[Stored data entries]
/// Configuration errors.
#[derive(Debug, thiserror::Error)]
pub enum ConfigError {
    #[error("Failed to read '{path}': {source}")]
    Io {
        path: String,
        #[source]
        source: std::io::Error,
    },

    #[error("Failed to parse config: {0}")]
    Parse(#[from] toml::de::Error),

    #[error("Configuration validation error: {0}")]
    Validation(String),

    #[error("Environment variable '{var}' not usable for '{field}': {message}")]
    EnvVar {
        var: String,
        field: String,
        message: String,
    },

    #[error("Missing upstream API key: set {var} or upstream.api_key")]
    MissingApiKey { var: String },

    #[error("Invalid profile document '{path}': {source}")]
    Profile {
        path: String,
        #[source]
        source: serde_json::Error,
    },
}

/// Raw upstream config deserialized directly from TOML.
/// Every field is optional so a preset can fill the gaps.
#[derive(Debug, Default, Deserialize)]
#[serde(deny_unknown_fields)]
pub struct RawUpstreamConfig {
    preset: Option<Preset>,
    name: Option<String>,
    strategy: Option<Strategy>,
    url: Option<String>,
    model: Option<String>,
    api_key: Option<String>,
    api_key_env: Option<String>,
    require_api_key: Option<bool>,
    timeout_secs: Option<u64>,
    extract: Option<ExtractMode>,
    placeholder: Option<String>,
    strip_prompt_echo: Option<bool>,
    #[serde(default)]
    parameters: serde_json::Map<String, serde_json::Value>,
}

/// Raw configuration deserialized directly from TOML.
/// Upstream values may contain `${VAR}` references not yet expanded.
#[derive(Debug, Default, Deserialize)]
pub struct RawConfig {
    #[serde(default)]
    server: ServerConfig,
    #[serde(default)]
    upstream: RawUpstreamConfig,
    #[serde(default)]
    history: HistoryConfig,
    #[serde(default)]
    persona: PersonaConfig,
}

/// Expand all `${VAR}` references in a string using a custom lookup function.
///
/// Supports multiple `${VAR}` in one string (e.g., `${SCHEME}://${HOST}/v1`).
/// Fails on first missing variable, unclosed `${`, or empty variable name.
fn expand_env_vars_with<F>(input: &str, field: &str, lookup: F) -> Result<String, ConfigError>
where
    F: Fn(&str) -> Option<String>,
{
    if !input.contains("${") {
        return Ok(input.to_string());
    }

    let mut result = String::with_capacity(input.len());
    let mut rest = input;

    while let Some(start) = rest.find("${") {
        result.push_str(&rest[..start]);
        let after = &rest[start + 2..];

        let end = after.find('}').ok_or_else(|| ConfigError::EnvVar {
            var: "<unclosed>".to_string(),
            field: field.to_string(),
            message: format!("Unclosed '${{' in config value: {}", input),
        })?;

        let var_name = &after[..end];
        if var_name.is_empty() {
            return Err(ConfigError::EnvVar {
                var: "".to_string(),
                field: field.to_string(),
                message: "Empty variable name in '${}' reference".to_string(),
            });
        }

        let value = lookup(var_name).ok_or_else(|| ConfigError::EnvVar {
            var: var_name.to_string(),
            field: field.to_string(),
            message: "not set".to_string(),
        })?;

        result.push_str(&value);
        rest = &after[end + 1..];
    }

    result.push_str(rest);
    Ok(result)
}

/// Parse an optional numeric environment override.
fn env_number<T, F>(lookup: &F, var: &str, field: &str) -> Result<Option<T>, ConfigError>
where
    T: std::str::FromStr,
    F: Fn(&str) -> Option<String>,
{
    match lookup(var) {
        None => Ok(None),
        Some(raw) => raw
            .trim()
            .parse()
            .map(Some)
            .map_err(|_| ConfigError::EnvVar {
                var: var.to_string(),
                field: field.to_string(),
                message: format!("'{}' is not a valid number", raw),
            }),
    }
}

/// Read the `UPSTREAM_PRESET` override.
fn env_preset<F>(lookup: &F) -> Result<Option<Preset>, ConfigError>
where
    F: Fn(&str) -> Option<String>,
{
    match lookup("UPSTREAM_PRESET") {
        None => Ok(None),
        Some(raw) => raw.parse().map(Some).map_err(|message| ConfigError::EnvVar {
            var: "UPSTREAM_PRESET".to_string(),
            field: "upstream.preset".to_string(),
            message,
        }),
    }
}

/// Replace the port of a `host:port` listen address.
fn with_port(listen: &str, port: u16) -> String {
    match listen.rsplit_once(':') {
        Some((host, _)) => format!("{}:{}", host, port),
        None => format!("{}:{}", listen, port),
    }
}
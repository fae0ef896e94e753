//! HTTP server setup and configuration.

use axum::{
    routing::{get, post},
    Router,
};
use reqwest::Client;
use std::sync::Arc;
use std::time::Duration;
use tower_http::cors::CorsLayer;
use tower_http::trace::TraceLayer;

use super::handlers;
use super::upstream::Upstream;
use crate::config::Config;
use crate::conversation::ConversationStore;
use crate::error::{Error, Result};
use crate::persona;

/// Shared application state.
#[derive(Clone)]
pub struct AppState {
    pub store: Arc<ConversationStore>,
    pub upstream: Arc<Upstream>,
    pub config: Arc<Config>,
}

impl AppState {
    /// Build the conversation store and upstream caller described by `config`.
    pub fn from_config(config: Config) -> Result<Self> {
        // Per-request timeouts come from the upstream config.
        let http_client = Client::builder()
            .connect_timeout(Duration::from_secs(10))
            .build()
            .map_err(|e| Error::Internal(format!("Failed to build HTTP client: {}", e)))?;

        let mut store = ConversationStore::new(config.history.trim_policy())
            .with_limits(config.history.session_limits());
        if let Some(seed) = persona::seed_prompt(&config.persona)? {
            store = store.with_seed(seed);
        }

        let upstream = Upstream::new(http_client, &config.upstream);

        Ok(Self {
            store: Arc::new(store),
            upstream: Arc::new(upstream),
            config: Arc::new(config),
        })
    }
}

/// Create the axum router with all endpoints.
pub fn create_router(state: AppState) -> Router {
    Router::new()
        .route("/chat", post(handlers::chat))
        .route("/health", get(handlers::health))
        .route("/session", get(handlers::new_session))
        .fallback(handlers::not_found)
        // State and middleware
        .with_state(state)
        .layer(TraceLayer::new_for_http())
        .layer(CorsLayer::permissive())
}

/// Run the HTTP server.
pub async fn run_server(config: Config) -> anyhow::Result<()> {
    let listen_addr = config.server.listen.clone();
    let state = AppState::from_config(config)?;

    tracing::info!(
        upstream = %state.config.upstream.name,
        url = %state.config.upstream.url,
        strategy = state.config.upstream.strategy.as_str(),
        trim = ?state.store.policy(),
        "Configured upstream"
    );

    let app = create_router(state);

    let listener = tokio::net::TcpListener::bind(&listen_addr).await?;
    tracing::info!(address = %listen_addr, "Starting chatrelay server");

    axum::serve(listener, app)
        .with_graceful_shutdown(shutdown_signal())
        .await?;

    Ok(())
}

async fn shutdown_signal() {
    if let Err(e) = tokio::signal::ctrl_c().await {
        tracing::error!(error = %e, "Failed to listen for shutdown signal");
        std::future::pending::<()>().await;
    }
    tracing::info!("Shutting down");
}
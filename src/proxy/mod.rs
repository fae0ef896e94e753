//! HTTP front door.
//!
//! This module provides the chat API that accepts user messages, keeps
//! the per-session history and forwards each turn to the upstream model.

mod handlers;
mod server;
pub mod types;
mod upstream;

pub use server::{create_router, run_server, AppState};
pub use types::{ChatReply, ChatRequest, HealthResponse, SessionResponse};
pub use upstream::Upstream;
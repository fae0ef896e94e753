//! HTTP request handlers.

use axum::{
    extract::{rejection::JsonRejection, State},
    http::StatusCode,
    response::IntoResponse,
    Json,
};
use uuid::Uuid;

use super::server::AppState;
use super::types::{ChatReply, ChatRequest, HealthResponse, SessionResponse};
use crate::conversation::Message;
use crate::error::Error;

/// Handle POST /chat
///
/// Precondition: the body carries a non-empty `message`; otherwise the
/// request fails with 400 before any session is touched.
///
/// Postcondition: the user message is appended (and the history trimmed)
/// before the upstream call, so it survives an upstream failure. The
/// assistant reply is appended only after a successful call. The session
/// stays locked for the whole turn.
pub async fn chat(
    State(state): State<AppState>,
    body: Result<Json<ChatRequest>, JsonRejection>,
) -> Result<Json<ChatReply>, Error> {
    let Json(request) = body.map_err(|rejection| Error::Validation(rejection.body_text()))?;

    let message = request
        .message_text()
        .ok_or_else(|| Error::Validation("message is required".to_string()))?;
    let session_key = request
        .session_key()
        .unwrap_or(&state.config.history.default_session)
        .to_string();
    let request_id = Uuid::new_v4();

    let session = state.store.session(&session_key);
    let mut conversation = session.lock().await;

    conversation.push(Message::user(message));
    let history_len = conversation.trim().len();

    tracing::info!(
        request_id = %request_id,
        session = %session_key,
        strategy = state.upstream.provider().strategy().as_str(),
        history_len,
        "Forwarding chat turn"
    );

    let start = std::time::Instant::now();
    let outcome = state.upstream.complete(conversation.messages()).await;
    session.touch();
    let reply = match outcome {
        Ok(reply) => reply,
        Err(e) => {
            tracing::warn!(
                request_id = %request_id,
                session = %session_key,
                error = %e,
                "Chat turn failed"
            );
            return Err(e);
        }
    };

    conversation.push(Message::assistant(reply.clone()));
    let history_len = conversation.trim().len();

    tracing::info!(
        request_id = %request_id,
        session = %session_key,
        latency_ms = start.elapsed().as_millis() as u64,
        history_len,
        "Chat turn completed"
    );

    Ok(Json(ChatReply { reply }))
}

/// Handle GET /health
pub async fn health(State(state): State<AppState>) -> impl IntoResponse {
    Json(HealthResponse {
        ok: true,
        model: state.config.upstream.model_label().to_string(),
    })
}

/// Handle GET /session - issue a fresh opaque session identifier
pub async fn new_session() -> impl IntoResponse {
    Json(SessionResponse {
        session_id: Uuid::new_v4().to_string(),
    })
}

/// Fallback for unknown routes, keeping error bodies JSON.
pub async fn not_found() -> impl IntoResponse {
    (
        StatusCode::NOT_FOUND,
        Json(serde_json::json!({ "error": "Not found" })),
    )
}
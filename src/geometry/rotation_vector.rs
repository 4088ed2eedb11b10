//! Rotation vector: a unit axis scaled by the rotation angle in degrees.

use std::fmt;

use super::axis_angle::AxisAngle;
use super::quaternion::Quaternion;
use super::vector::Vector;
use super::EPSILON_SQRT;

/// Compact axis-angle form where the vector's direction is the rotation
/// axis and its magnitude is the angle in degrees. The UR pose format is
/// this representation in radians.
#[derive(Debug, Clone, Copy, PartialEq, Default)]
pub struct RotationVector {
    pub x: f64,
    pub y: f64,
    pub z: f64,
}

impl RotationVector {
    pub fn new(x: f64, y: f64, z: f64) -> Self {
        Self { x, y, z }
    }

    pub fn zero() -> Self {
        Self::default()
    }

    /// The rotation angle in degrees.
    pub fn angle(&self) -> f64 {
        (self.x * self.x + self.y * self.y + self.z * self.z).sqrt()
    }

    pub fn to_axis_angle(&self) -> AxisAngle {
        let angle = self.angle();
        if angle < EPSILON_SQRT {
            return AxisAngle::zero();
        }
        AxisAngle::from_axis(
            Vector::new(self.x / angle, self.y / angle, self.z / angle),
            angle,
        )
    }

    pub fn to_quaternion(&self) -> Quaternion {
        self.to_axis_angle().to_quaternion()
    }

    /// Components in radians, as UR wire and script formats expect.
    pub fn to_radians(&self) -> [f64; 3] {
        [
            self.x.to_radians(),
            self.y.to_radians(),
            self.z.to_radians(),
        ]
    }
}

impl fmt::Display for RotationVector {
    fn fmt(&self, f: &mut fmt::Formatter<'_>) -> fmt::Result {
        write!(f, "[{:.4}, {:.4}, {:.4}]", self.x, self.y, self.z)
    }
}

#[cfg(test)]
mod tests {
    use super::*;

    #[test]
    fn round_trip_through_axis_angle() {
        let rv = RotationVector::new(0.0, 0.0, 90.0);
        let aa = rv.to_axis_angle();
        assert!((aa.angle - 90.0).abs() < 1e-9);
        let back = aa.to_rotation_vector();
        assert!((back.z - 90.0).abs() < 1e-9);
    }

    #[test]
    fn zero_magnitude_is_sentinel() {
        assert!(RotationVector::zero().to_axis_angle().is_zero());
    }

    #[test]
    fn quaternion_round_trip() {
        let rv = RotationVector::new(30.0, -60.0, 45.0);
        let back = rv.to_quaternion().to_rotation_vector();
        assert!(rv.to_quaternion().is_equivalent(back.to_quaternion()));
    }
}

=== Aim of the task ===
Lines from the one containing "assert!(RotationVector::zero().to_axis_angle().is_zero());" through the last line of the records, both included, are the only ones to print, each exactly as it is.

=== Output for this task ===
        assert!(RotationVector::zero().to_axis_angle().is_zero());
    }

    #[test]
    fn quaternion_round_trip() {
        let rv = RotationVector::new(30.0, -60.0, 45.0);
        let back = rv.to_quaternion().to_rotation_vector();
        assert!(rv.to_quaternion().is_equivalent(back.to_quaternion()));
    }
}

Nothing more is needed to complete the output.